Am 15ten Juli gab es in der Türkei einen Militärputsch, wie alle von Euch bestimmt mitbekommen haben. Das Ziel war es, Erdogan zu stürzen und die Kontrolle über das Land dem Militär zu überlassen. Zum Glück war dieser Putsch nicht erfolgreich, da sonst ein eventueller Bürgerkrieg aus der Situation resultiert hätte.

Wir haben auf unserer Reise einen deutlichen Unterschied im Land nach dem Putsch festgestellt. Überall waren große türkische Fahnen zu sehen, auf den Autos, aus den Fenstern, überall. Die Leute sprachen nur über dieses eine Thema und die Medien berichteten non-stop.

In der Nacht des Putschversuches sendete Erdogan über eine Reporterin via Viber eine Botschaft an das Volk und rief die Menschen auf, die großen Plätze und Straßen zu besetzten, sodass das Militär überall im Land gestoppt werden konnte.

In allen Städten und größeren Dörfern der Türkei sammelten sich hunderte bis tausende Menschen auf den Plätzen und feierten ausgelassen den Sieg über das Militär. Erdogan- und Atatürk-Fahnen, so groß wie Tennisplätze, schmückten die Städte der Türkei. Auf großen Screens wurden Film- und Fotoaufnahmen aus alter Zeit gezeigt, Musik wurde gespielt und Leute mit Mikrophonen haben die Massen aufgeheizt. Es wurden traditionelle und Erdogan-Lieder gesungen.

Wenn wir bei Menschen zu Gast waren oder wir auf der Straße in verschiedene Gespräche kamen, fanden wir immer Menschen, die entweder gegen oder für Erdogan waren. Das Land ist geteilt, was diese Frage angeht. Wir denken aber, dass nach dem Putsch Erdogan viele Stimmen für sich gewinnen konnte.

Die Leute feierten tagelang, sogar mit Freudenschüssen, die ausnahmsweise von der Polizei erlaubt waren. Aus den Autos, während sie hupten, wurde ebenfalls geschossen.

Dieser ganze Konflikt hat aber nicht unser Abenteuer beeinflusst. Wir konnten ruhig weiterfahren, ohne dass wir uns unsicher gefühlt haben.

Bayburt D915

Zufälligerweise hörten wir von einer sehr interessanten Straße, die laut Internet die gefährlichste Straße der Welt sein soll. Es ist die D915, welche Of (an der Schwarzmeerküste) mit Bayburt verbindet.
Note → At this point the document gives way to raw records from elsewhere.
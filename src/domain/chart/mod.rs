pub mod config;
pub mod entities;
pub mod interaction;
pub mod levels;
pub mod value_objects;

pub use config::*;
pub use entities::*;
pub use interaction::*;
pub use levels::*;
pub use value_objects::*;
Als Abenteurer kam uns diese Straße nicht mehr aus dem Sinn und wurde von Tag zu Tag attraktiver. Mit einem breiten Grinsen im Gesicht entschieden wir das Wagnis einzugehen.

Manche Türken haben uns vor der D915 gewarnt. Da wir in die Gegend vorgestoßen sind, in der die Aktivität der PKK höher ist, wurde uns von Militärkontrollen erzählt und das wir uns vor Bären und Wölfen in Acht nehmen sollten.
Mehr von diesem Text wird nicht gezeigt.